Originally located at 85 King Street West, this building served continuously as a doctor’s office for six local physicians between 1848 and 1974, when it was donated to the Dundas Museum.
The first doctor to own the property was John Willison, who practiced medicine in Dundas from 1832 until his death in 1834. The actual structure, however, does not appear on assessment records until 1848, at which point Dr. James Mitchell was in possession. The picturesque office was built in the Gothic Revival Style which was meant to evoke the quaint and storybook-like architecture of central Europe. Though this style of building was popular in North America during the 1830s and 40s few examples still stand as they were often constructed almost entirely out of wood.
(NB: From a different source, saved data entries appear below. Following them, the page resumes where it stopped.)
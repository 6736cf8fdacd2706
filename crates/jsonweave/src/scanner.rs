//! Byte-level lexing over an immutable input buffer.
//!
//! A [`Scanner`] is created once per input, mutated by every parse primitive,
//! and discarded after use. All lexing is strict JSON: the whitespace set is
//! exactly space, tab, CR and LF, numbers follow the RFC 8259 grammar, and
//! strings reject raw control bytes.

use crate::error::ParseError;

/// Nesting levels permitted before the reader gives up, unless overridden.
pub const DEFAULT_MAX_DEPTH: usize = 128;

/// Construction options for a [`Scanner`].
///
/// Every option is a typed field, so an unrecognized option cannot be
/// expressed at all.
#[derive(Debug, Clone, Copy)]
pub struct ScannerOptions {
    /// Skip a UTF-8 byte order mark (`EF BB BF`) at the start of input.
    ///
    /// Default: `true`.
    pub skip_bom: bool,
    /// Skip whitespace at the start of input.
    ///
    /// Default: `true`.
    pub skip_leading_whitespace: bool,
    /// Maximum container nesting depth accepted by the value reader.
    ///
    /// Deeper input fails with [`ParseError::RecursionLimitExceeded`] instead
    /// of exhausting the call stack. Default: [`DEFAULT_MAX_DEPTH`].
    pub max_depth: usize,
}

impl Default for ScannerOptions {
    fn default() -> Self {
        Self {
            skip_bom: true,
            skip_leading_whitespace: true,
            max_depth: DEFAULT_MAX_DEPTH,
        }
    }
}

/// A cursor over a borrowed byte buffer with strict JSON lexing primitives.
///
/// One scanner serves exactly one decode operation; it is not reusable across
/// unrelated inputs.
#[derive(Debug)]
pub struct Scanner<'a> {
    data: &'a [u8],
    cur: usize,
    options: ScannerOptions,
}

impl<'a> Scanner<'a> {
    /// Creates a scanner with default options, skipping a leading BOM and
    /// leading whitespace.
    #[must_use]
    pub fn new(data: &'a [u8]) -> Self {
        Self::with_options(data, ScannerOptions::default())
    }

    /// Creates a scanner with explicit options.
    #[must_use]
    pub fn with_options(data: &'a [u8], options: ScannerOptions) -> Self {
        let mut s = Self {
            data,
            cur: 0,
            options,
        };
        if s.options.skip_bom {
            s.skip_bom();
        }
        if s.options.skip_leading_whitespace {
            s.skip_whitespace();
        }
        s
    }

    /// Returns `true` once the cursor has passed the last input byte.
    #[must_use]
    pub fn is_eof(&self) -> bool {
        self.cur >= self.data.len()
    }

    /// Requires that nothing but whitespace remains after the value that was
    /// read, enforcing "exactly one JSON value per input".
    ///
    /// # Errors
    ///
    /// [`ParseError::UnexpectedToken`] if a non-whitespace byte remains.
    pub fn finalize(&mut self) -> Result<(), ParseError> {
        self.skip_whitespace();
        if !self.is_eof() {
            return Err(ParseError::UnexpectedToken);
        }
        Ok(())
    }

    pub(crate) fn max_depth(&self) -> usize {
        self.options.max_depth
    }

    /// Consumes the UTF-8 BOM if present at the cursor.
    pub(crate) fn skip_bom(&mut self) -> bool {
        if self.data.len() >= self.cur + 3 && self.data[self.cur..self.cur + 3] == [0xEF, 0xBB, 0xBF]
        {
            self.cur += 3;
            return true;
        }
        false
    }

    /// Reads the byte at the cursor, or the 0 sentinel past end of input.
    pub(crate) fn peek(&self) -> u8 {
        if self.cur >= self.data.len() {
            return 0;
        }
        self.data[self.cur]
    }

    /// Consumes and returns one byte, or the 0 sentinel past end of input.
    pub(crate) fn advance(&mut self) -> u8 {
        if self.cur >= self.data.len() {
            return 0;
        }
        let c = self.data[self.cur];
        self.cur += 1;
        c
    }

    pub(crate) fn skip_byte(&mut self, b: u8) -> bool {
        if self.cur < self.data.len() && self.data[self.cur] == b {
            self.cur += 1;
            return true;
        }
        false
    }

    /// Consumes an exact byte sequence, or nothing at all on mismatch.
    pub(crate) fn skip_sequence(&mut self, seq: &[u8]) -> bool {
        if self.cur + seq.len() > self.data.len() {
            return false;
        }
        if &self.data[self.cur..self.cur + seq.len()] != seq {
            return false;
        }
        self.cur += seq.len();
        true
    }

    /// Skips the strict JSON whitespace set: space, tab, CR, LF. No other
    /// Unicode whitespace is recognized.
    pub(crate) fn skip_whitespace(&mut self) {
        while self.cur < self.data.len() {
            match self.data[self.cur] {
                b' ' | b'\t' | b'\n' | b'\r' => self.cur += 1,
                _ => return,
            }
        }
    }

    fn is_digit(&self) -> bool {
        self.cur < self.data.len() && self.data[self.cur].is_ascii_digit()
    }

    fn skip_digits(&mut self) -> bool {
        let start = self.cur;
        while self.is_digit() {
            self.cur += 1;
        }
        self.cur > start
    }

    /// Parses a string literal starting at the cursor.
    ///
    /// Two-phase strategy: an optimistic scan copies the literal verbatim
    /// when it contains no escape and no raw control byte. Otherwise parsing
    /// restarts from the opening quote in an escape-aware pass.
    pub(crate) fn parse_string(&mut self) -> Result<String, ParseError> {
        if self.peek() != b'"' {
            return Err(ParseError::UnexpectedToken);
        }
        self.cur += 1;

        let start = self.cur;
        let mut escaped = false;

        // Fast path for strings without escapes.
        while self.cur < self.data.len() {
            let c = self.data[self.cur];
            if c <= 0x1F {
                return Err(ParseError::InvalidString);
            }
            if c == b'\\' {
                escaped = true;
                break;
            }
            if c == b'"' {
                let raw = &self.data[start..self.cur];
                self.cur += 1;
                return std::str::from_utf8(raw)
                    .map(str::to_owned)
                    .map_err(|_| ParseError::InvalidString);
            }
            self.cur += 1;
        }

        // Reached end of input without a closing quote.
        if !escaped {
            return Err(ParseError::InvalidString);
        }

        // Slow path: reparse from the opening quote, decoding escapes.
        self.cur = start;
        let mut buf = Vec::new();
        loop {
            if self.is_eof() {
                return Err(ParseError::InvalidString);
            }
            let c = self.advance();
            if c <= 0x1F {
                return Err(ParseError::InvalidString);
            }
            if c == b'"' {
                break;
            }
            if c == b'\\' {
                match self.peek() {
                    e @ (b'"' | b'\\' | b'/') => {
                        self.cur += 1;
                        buf.push(e);
                    }
                    b'b' => {
                        self.cur += 1;
                        buf.push(0x08);
                    }
                    b'f' => {
                        self.cur += 1;
                        buf.push(0x0C);
                    }
                    b'n' => {
                        self.cur += 1;
                        buf.push(b'\n');
                    }
                    b'r' => {
                        self.cur += 1;
                        buf.push(b'\r');
                    }
                    b't' => {
                        self.cur += 1;
                        buf.push(b'\t');
                    }
                    b'u' => {
                        self.cur += 1;
                        let ch = self.parse_escaped_scalar()?;
                        let mut utf8 = [0u8; 4];
                        buf.extend_from_slice(ch.encode_utf8(&mut utf8).as_bytes());
                    }
                    _ => return Err(ParseError::InvalidString),
                }
            } else {
                buf.push(c);
            }
        }
        String::from_utf8(buf).map_err(|_| ParseError::InvalidString)
    }

    /// Reads the four hex digits of a `\u` escape as one UTF-16 code unit.
    fn parse_code_unit(&mut self) -> Result<u16, ParseError> {
        if self.data.len() < self.cur + 4 {
            return Err(ParseError::InvalidUnicodeEscape);
        }
        let mut unit: u16 = 0;
        for i in 0..4 {
            let digit = match self.data[self.cur + i] {
                b @ b'0'..=b'9' => b - b'0',
                b @ b'a'..=b'f' => b - b'a' + 10,
                b @ b'A'..=b'F' => b - b'A' + 10,
                _ => return Err(ParseError::InvalidUnicodeEscape),
            };
            unit = (unit << 4) | u16::from(digit);
        }
        self.cur += 4;
        Ok(unit)
    }

    /// Decodes one `\u` escape, combining a high/low surrogate pair into a
    /// single scalar when both halves are present back to back.
    ///
    /// A lone surrogate half is accepted rather than rejected; since Rust
    /// strings cannot carry unpaired surrogates it decodes to U+FFFD.
    fn parse_escaped_scalar(&mut self) -> Result<char, ParseError> {
        let unit = self.parse_code_unit()?;
        match unit {
            0xD800..=0xDBFF => {
                if self.peek() == b'\\' && self.data.get(self.cur + 1) == Some(&b'u') {
                    let mark = self.cur;
                    self.cur += 2;
                    let low = self.parse_code_unit()?;
                    if (0xDC00..=0xDFFF).contains(&low) {
                        let scalar = 0x10000
                            + ((u32::from(unit) - 0xD800) << 10)
                            + (u32::from(low) - 0xDC00);
                        return char::from_u32(scalar).ok_or(ParseError::InvalidUnicodeEscape);
                    }
                    // Not a low half; let it parse as its own escape.
                    self.cur = mark;
                }
                Ok(char::REPLACEMENT_CHARACTER)
            }
            0xDC00..=0xDFFF => Ok(char::REPLACEMENT_CHARACTER),
            _ => char::from_u32(u32::from(unit)).ok_or(ParseError::InvalidUnicodeEscape),
        }
    }

    /// Parses a number literal, validating the strict JSON grammar before
    /// converting to `f64`.
    ///
    /// A literal that is grammatically valid but overflows `f64` yields
    /// [`ParseError::NumericValueOutOfRange`]; underflow to zero is accepted
    /// silently.
    pub(crate) fn parse_number(&mut self) -> Result<f64, ParseError> {
        let start = self.cur;

        self.skip_byte(b'-');

        // Integer part: a lone 0, or a nonzero digit followed by digits.
        if self.skip_byte(b'0') {
            if self.is_digit() {
                return Err(ParseError::InvalidNumber);
            }
        } else {
            if self.cur >= self.data.len() || !(b'1'..=b'9').contains(&self.data[self.cur]) {
                return Err(ParseError::InvalidNumber);
            }
            self.cur += 1;
            self.skip_digits();
        }

        // Fractional part.
        if self.skip_byte(b'.') {
            if !self.skip_digits() {
                return Err(ParseError::InvalidNumber);
            }
            // A second dot after a valid decimal part is an error.
            if self.skip_byte(b'.') {
                return Err(ParseError::InvalidNumber);
            }
        }

        // Exponent part.
        if self.skip_byte(b'e') || self.skip_byte(b'E') {
            if !self.skip_byte(b'+') {
                self.skip_byte(b'-');
            }
            if !self.skip_digits() {
                return Err(ParseError::InvalidNumber);
            }
            // A second exponent marker after a valid one is an error.
            if self.skip_byte(b'e') || self.skip_byte(b'E') {
                return Err(ParseError::InvalidNumber);
            }
        }

        let literal = std::str::from_utf8(&self.data[start..self.cur])
            .map_err(|_| ParseError::InvalidNumber)?;
        let value: f64 = literal.parse().map_err(|_| ParseError::InvalidNumber)?;
        if value.is_infinite() {
            return Err(ParseError::NumericValueOutOfRange);
        }
        Ok(value)
    }
}
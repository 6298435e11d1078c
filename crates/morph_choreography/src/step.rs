//! Step descriptors
//!
//! A step is declared as plain data: the nodes it targets, how it links to the
//! step before it, its configuration, and a set of property *intents* ("rotate
//! to 360", "add 20 to translation x", "anchor to the top of node 3"). Intents
//! are only resolved into concrete `(from, to)` values when the choreography is
//! compiled, against the state every earlier step leaves behind.

use crate::node::NodeId;
use crate::property::Property;
use indexmap::IndexMap;
use morph_animation::{Curve, Delta, StaggerConfig, Stretch};
use morph_core::{Anchor, Bounds, Color, CornerRadii, CornerSet, Coordinates, Pivot};
use smallvec::SmallVec;
use std::fmt;

/// Sequential index of a step within one choreography
#[derive(Clone, Copy, Debug, PartialEq, Eq, Hash, PartialOrd, Ord)]
pub struct StepId(pub(crate) usize);

impl StepId {
    pub fn index(self) -> usize {
        self.0
    }
}

impl From<usize> for StepId {
    fn from(index: usize) -> Self {
        StepId(index)
    }
}

impl fmt::Display for StepId {
    fn fmt(&self, f: &mut fmt::Formatter<'_>) -> fmt::Result {
        write!(f, "#{}", self.0)
    }
}

// ============================================================================
// Intents
// ============================================================================

#[derive(Clone, Debug)]
pub(crate) enum FloatIntent {
    To(f32),
    FromTo(f32, f32),
    By(Delta),
    Keyframes(Vec<f32>),
}

#[derive(Clone, Debug)]
pub(crate) struct FloatSpec {
    pub intent: FloatIntent,
    pub curve: Option<Curve>,
}

#[derive(Clone, Debug)]
pub(crate) struct ColorSpec {
    pub from: Option<Color>,
    pub to: Color,
    pub curve: Option<Curve>,
}

#[derive(Clone, Copy, Debug)]
pub(crate) enum CornerUpdate {
    Corners(CornerSet, f32),
    Index(usize, f32),
}

#[derive(Clone, Debug, Default)]
pub(crate) struct CornerSpec {
    pub from: Option<CornerRadii>,
    pub target: Option<CornerRadii>,
    pub updates: Vec<CornerUpdate>,
    pub curve: Option<Curve>,
}

/// Translation targets that need geometry to resolve
#[derive(Clone, Copy, Debug)]
pub(crate) enum Placement {
    Anchor {
        anchor: Anchor,
        reference: NodeId,
        margin: f32,
        arc: bool,
    },
    /// Center the node inside these bounds
    PositionAt(Bounds),
    /// Translate to this translation along an arc
    ArcTo(Coordinates),
}

#[derive(Clone, Debug, Default)]
pub(crate) struct PropertySpecs {
    pub floats: IndexMap<Property, FloatSpec>,
    pub color: Option<ColorSpec>,
    pub corners: Option<CornerSpec>,
    pub placement: Option<Placement>,
}

impl PropertySpecs {
    pub fn set_float(&mut self, property: Property, intent: FloatIntent) {
        match self.floats.get_mut(&property) {
            Some(spec) => spec.intent = intent,
            None => {
                self.floats.insert(property, FloatSpec { intent, curve: None });
            }
        }
    }
}

// ============================================================================
// Configuration
// ============================================================================

#[derive(Clone, Debug)]
pub(crate) struct StepConfig {
    pub duration_ms: Option<f32>,
    pub start_delay_ms: f32,
    pub curve: Option<Curve>,
    pub pivot: Option<Pivot>,
    pub control_point: Option<Coordinates>,
    pub stagger: Option<StaggerConfig>,
    pub stretch: Option<Stretch>,
    pub window: (f32, f32),
    pub allow_inheritance: Option<bool>,
    pub visible_on_start: Option<bool>,
    pub visible_on_end: Option<bool>,
}

impl Default for StepConfig {
    fn default() -> Self {
        Self {
            duration_ms: None,
            start_delay_ms: 0.0,
            curve: None,
            pivot: None,
            control_point: None,
            stagger: None,
            stretch: None,
            window: (0.0, 1.0),
            allow_inheritance: None,
            visible_on_start: None,
            visible_on_end: None,
        }
    }
}

// ============================================================================
// Hooks
// ============================================================================

pub(crate) type Action = Box<dyn FnMut()>;
pub(crate) type ProgressAction = Box<dyn FnMut(f32)>;

pub(crate) struct OffsetTrigger {
    pub fraction: f32,
    pub action: Action,
    pub fired: bool,
}

/// Callbacks attached to a step. Never cloned between steps.
#[derive(Default)]
pub(crate) struct StepHooks {
    pub on_start: Option<Action>,
    pub when_done: Option<Action>,
    pub on_progress: Option<ProgressAction>,
    pub triggers: Vec<OffsetTrigger>,
}

impl StepHooks {
    /// Rearm offset triggers for another run
    pub fn rearm(&mut self) {
        for trigger in &mut self.triggers {
            trigger.fired = false;
        }
    }
}

// ============================================================================
// Descriptor
// ============================================================================

#[derive(Clone, Debug)]
pub(crate) enum StepSource {
    Nodes(SmallVec<[NodeId; 4]>),
    Reversal(StepId),
}

pub(crate) struct StepDescriptor {
    pub id: StepId,
    pub source: StepSource,
    /// Step this one is timed against
    pub parent: Option<StepId>,
    /// Start as a fraction of the parent's duration: 1 after it, 0 alongside it
    pub offset: f32,
    pub config: StepConfig,
    pub properties: PropertySpecs,
    pub hooks: StepHooks,
}

impl StepDescriptor {
    pub fn new(id: StepId, source: StepSource, parent: Option<StepId>, offset: f32) -> Self {
        Self {
            id,
            source,
            parent,
            offset,
            config: StepConfig::default(),
            properties: PropertySpecs::default(),
            hooks: StepHooks::default(),
        }
    }

    /// Target nodes, empty for reversals
    pub fn nodes(&self) -> &[NodeId] {
        match &self.source {
            StepSource::Nodes(nodes) => nodes.as_slice(),
            StepSource::Reversal(_) => &[],
        }
    }
}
The building became an icon of Dundas’ main thoroughfare, and was passed down from doctor to doctor well into the twentieth century. Many of these doctors lived in a house which stood next door at 87 King St. West. A storehouse and stable was also attached to the back of the office sometime in the 19th century, and burn marks discovered on the outer wall reveal that it may have barely escaped destruction by fire.
The Dundas doctors who used this office were:
James Mitchell, 1840 – 1854
James McMahon, 1852-1880
David Gibson Inksetter, 1880-1882
James Ross, 1883-1907
Lyman Craig Lauchland, 1907-1935
Clarence Lisle Bates, 1935-1974
In 1974, the Canadian Imperial Bank of Commerce (CIBC) next door, planned a major expansion project that jeopardized the building. Dr. Bates, still occupying the office, decided to move his practice to another King Street location and donate the historic structure to the Dundas Museum & Archives.
As crowds lined the streets, the building was hoisted onto a flatbed truck and driven down the road to its present location on Museum property. Restoration was performed on the building which included the addition of a side door and central staircase. In July of 1976, the Doctor’s Office became the first property in Dundas to be designated under the Ontario Heritage Act.
The Doctor’s Office is a testament to a century and a half of medical practice in Dundas. The almost 130 years through which this office operated was a period of revolutionary advancements, which significantly transformed the practice of medicine.